* [What you will do]: State the number of lines below in which the word "ParsingStats" appears. Nothing else belongs in the answer.

* [Stored data]:
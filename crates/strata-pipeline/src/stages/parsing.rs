use chrono::Utc;
use strata_parse::relative_path;

use crate::error::Result;
use crate::orchestrator::PipelineOrchestrator;
use crate::progress::ProgressReporter;
use crate::stage::{ParsingOutput, ParsingStats, Stage};

impl PipelineOrchestrator {
    /// Discover and parse files one at a time. Unreadable or unsupported files
    /// are logged and skipped.
    pub(crate) fn parse(&self) -> Result<ParsingOutput> {
        let root = self.discovery.canonical_root()?;
        let files = self.discovery.resolve()?;
        tracing::info!(root = %root.display(), files = files.len(), "parsing stage started");

        let mut progress = ProgressReporter::new(self.progress.as_ref(), Stage::Parsing, files.len());
        progress.report(0, format!("parsing {} files", files.len()));

        let mut stats = ParsingStats {
            files_discovered: files.len(),
            ..ParsingStats::default()
        };
        let mut items = Vec::new();
        for (i, path) in files.iter().enumerate() {
            let rel = relative_path(path, &root);
            match self.dispatcher.parse_file(path, &root) {
                Ok(found) => {
                    tracing::debug!(file = %rel, items = found.len(), "parsed file");
                    stats.files_parsed += 1;
                    items.extend(found);
                }
                Err(e) => {
                    tracing::warn!(file = %rel, "skipping file: {e}");
                    stats.files_failed += 1;
                }
            }
            progress.report(i + 1, rel);
        }
        stats.items_extracted = items.len();
        progress.finish(format!("extracted {} items", items.len()));

        Ok(ParsingOutput {
            items: Some(items),
            files,
            stats,
            timestamp: Utc::now(),
        })
    }
}
use chrono::Utc;
use strata_parse::AiItem;

use crate::orchestrator::PipelineOrchestrator;
use crate::progress::ProgressReporter;
use crate::stage::{DependenciesOutput, DependencyStats, Stage};

impl PipelineOrchestrator {
    /// Fill every item's L1 layer, then build the graph over the whole set.
    pub(crate) fn link(&self, mut items: Vec<AiItem>) -> DependenciesOutput {
        tracing::info!(items = items.len(), "dependency stage started");
        let analyzer = &self.collaborators.analyzer;
        let mut progress = ProgressReporter::new(self.progress.as_ref(), Stage::Dependencies, items.len());
        progress.report(0, format!("analyzing {} items", items.len()));

        analyzer.prepare(&items);
        let mut stats = DependencyStats {
            items: items.len(),
            ..DependencyStats::default()
        };
        let mut resolved = Vec::with_capacity(items.len());
        for (i, item) in items.iter().enumerate() {
            let deps = analyzer.analyze_dependencies(item, &items).unwrap_or_else(|e| {
                tracing::warn!(item = %item.id, "dependency analysis failed: {e}");
                stats.failures += 1;
                Vec::new()
            });
            resolved.push(deps);
            progress.report(i + 1, item.id.as_str());
        }
        for (item, deps) in items.iter_mut().zip(resolved) {
            item.l1_deps = deps;
        }
        stats.items_with_deps = items.iter().filter(|i| !i.l1_deps.is_empty()).count();

        let graph = analyzer.build_dependency_graph(&items);
        stats.edges = graph.edge_count();
        progress.finish(format!("{} edges", stats.edges));

        DependenciesOutput {
            items: Some(items),
            graph,
            stats,
            timestamp: Utc::now(),
        }
    }
}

* [Answer section]: 3